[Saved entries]
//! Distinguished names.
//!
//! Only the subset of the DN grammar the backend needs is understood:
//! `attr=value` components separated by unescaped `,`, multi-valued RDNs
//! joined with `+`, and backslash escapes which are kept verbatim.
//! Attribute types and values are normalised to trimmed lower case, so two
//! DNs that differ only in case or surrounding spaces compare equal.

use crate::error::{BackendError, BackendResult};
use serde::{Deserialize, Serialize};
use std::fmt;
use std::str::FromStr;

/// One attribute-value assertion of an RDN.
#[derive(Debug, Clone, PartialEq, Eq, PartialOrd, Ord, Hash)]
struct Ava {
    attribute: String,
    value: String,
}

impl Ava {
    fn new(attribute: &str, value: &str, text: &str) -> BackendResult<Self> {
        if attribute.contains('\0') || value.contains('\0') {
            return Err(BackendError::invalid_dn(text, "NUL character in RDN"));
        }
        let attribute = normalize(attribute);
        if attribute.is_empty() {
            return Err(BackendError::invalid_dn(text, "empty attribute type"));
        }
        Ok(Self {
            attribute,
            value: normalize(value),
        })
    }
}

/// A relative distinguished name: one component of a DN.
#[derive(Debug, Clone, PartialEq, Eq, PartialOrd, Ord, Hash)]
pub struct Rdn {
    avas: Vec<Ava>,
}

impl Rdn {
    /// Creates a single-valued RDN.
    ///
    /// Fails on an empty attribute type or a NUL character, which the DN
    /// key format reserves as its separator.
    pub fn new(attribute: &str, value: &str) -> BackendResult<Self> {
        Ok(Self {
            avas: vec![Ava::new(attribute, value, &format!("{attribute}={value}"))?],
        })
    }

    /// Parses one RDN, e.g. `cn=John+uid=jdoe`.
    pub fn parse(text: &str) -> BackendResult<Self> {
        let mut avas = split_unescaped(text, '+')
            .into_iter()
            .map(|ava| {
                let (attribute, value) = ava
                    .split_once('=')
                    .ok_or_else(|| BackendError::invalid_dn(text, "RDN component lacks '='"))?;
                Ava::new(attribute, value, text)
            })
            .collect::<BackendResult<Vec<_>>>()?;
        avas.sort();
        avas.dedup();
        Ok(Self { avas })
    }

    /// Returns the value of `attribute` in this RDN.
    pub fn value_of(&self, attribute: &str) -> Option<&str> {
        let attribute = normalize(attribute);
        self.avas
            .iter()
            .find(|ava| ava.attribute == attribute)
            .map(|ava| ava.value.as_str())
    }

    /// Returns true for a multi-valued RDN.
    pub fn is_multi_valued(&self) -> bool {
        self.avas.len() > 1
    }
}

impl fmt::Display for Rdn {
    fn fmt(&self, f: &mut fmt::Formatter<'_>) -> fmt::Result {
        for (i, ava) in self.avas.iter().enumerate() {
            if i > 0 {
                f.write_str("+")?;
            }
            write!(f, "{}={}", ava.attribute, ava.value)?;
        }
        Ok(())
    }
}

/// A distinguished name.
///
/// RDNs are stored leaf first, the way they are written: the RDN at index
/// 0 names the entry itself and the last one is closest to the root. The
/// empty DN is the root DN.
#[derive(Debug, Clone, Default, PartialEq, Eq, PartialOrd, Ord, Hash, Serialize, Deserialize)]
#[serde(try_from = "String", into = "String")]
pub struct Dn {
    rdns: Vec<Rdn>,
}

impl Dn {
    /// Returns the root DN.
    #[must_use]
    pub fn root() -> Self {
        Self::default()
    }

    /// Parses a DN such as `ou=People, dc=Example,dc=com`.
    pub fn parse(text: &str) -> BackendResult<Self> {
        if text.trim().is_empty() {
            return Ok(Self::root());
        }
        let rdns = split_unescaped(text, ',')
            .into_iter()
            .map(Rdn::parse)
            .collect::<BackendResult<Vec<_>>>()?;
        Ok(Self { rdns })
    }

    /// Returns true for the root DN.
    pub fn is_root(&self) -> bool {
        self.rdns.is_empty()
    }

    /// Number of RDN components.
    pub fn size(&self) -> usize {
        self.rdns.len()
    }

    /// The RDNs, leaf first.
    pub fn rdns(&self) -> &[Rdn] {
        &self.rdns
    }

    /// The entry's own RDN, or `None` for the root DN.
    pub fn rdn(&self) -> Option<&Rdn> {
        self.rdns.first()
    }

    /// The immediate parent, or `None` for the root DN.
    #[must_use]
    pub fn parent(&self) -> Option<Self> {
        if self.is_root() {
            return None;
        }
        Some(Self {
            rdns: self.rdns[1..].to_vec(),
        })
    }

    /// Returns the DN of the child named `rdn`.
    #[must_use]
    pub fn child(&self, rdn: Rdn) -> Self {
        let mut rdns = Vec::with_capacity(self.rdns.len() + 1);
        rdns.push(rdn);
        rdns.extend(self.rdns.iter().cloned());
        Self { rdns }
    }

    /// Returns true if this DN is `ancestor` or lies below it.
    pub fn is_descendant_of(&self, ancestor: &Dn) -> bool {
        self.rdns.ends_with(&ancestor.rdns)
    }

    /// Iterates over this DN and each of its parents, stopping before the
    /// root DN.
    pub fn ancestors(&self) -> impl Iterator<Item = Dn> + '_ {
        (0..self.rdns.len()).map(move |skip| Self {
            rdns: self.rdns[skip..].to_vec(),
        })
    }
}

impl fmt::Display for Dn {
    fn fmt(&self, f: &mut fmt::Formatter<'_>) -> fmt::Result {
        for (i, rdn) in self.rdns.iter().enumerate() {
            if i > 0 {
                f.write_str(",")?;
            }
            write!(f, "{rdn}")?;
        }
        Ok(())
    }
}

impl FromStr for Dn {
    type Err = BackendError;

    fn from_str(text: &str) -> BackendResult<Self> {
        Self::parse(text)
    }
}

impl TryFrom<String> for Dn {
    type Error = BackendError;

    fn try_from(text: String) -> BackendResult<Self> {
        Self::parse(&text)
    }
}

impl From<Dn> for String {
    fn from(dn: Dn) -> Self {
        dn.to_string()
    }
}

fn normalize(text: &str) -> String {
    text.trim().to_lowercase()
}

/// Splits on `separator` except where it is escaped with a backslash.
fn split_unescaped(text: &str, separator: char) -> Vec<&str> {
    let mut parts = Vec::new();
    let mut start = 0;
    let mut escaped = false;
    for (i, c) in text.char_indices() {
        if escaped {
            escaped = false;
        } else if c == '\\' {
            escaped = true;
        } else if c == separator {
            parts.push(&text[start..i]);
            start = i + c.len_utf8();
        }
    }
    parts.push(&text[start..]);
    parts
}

◆ Problem description:
Set down, exactly and only, the lines running from the one holding "let mut parts = Vec::new();" through the end of the records above, both ends included.

◆ Response box:
    let mut parts = Vec::new();
    let mut start = 0;
    let mut escaped = false;
    for (i, c) in text.char_indices() {
        if escaped {
            escaped = false;
        } else if c == '\\' {
            escaped = true;
        } else if c == separator {
            parts.push(&text[start..i]);
            start = i + c.len_utf8();
        }
    }
    parts.push(&text[start..]);
    parts
}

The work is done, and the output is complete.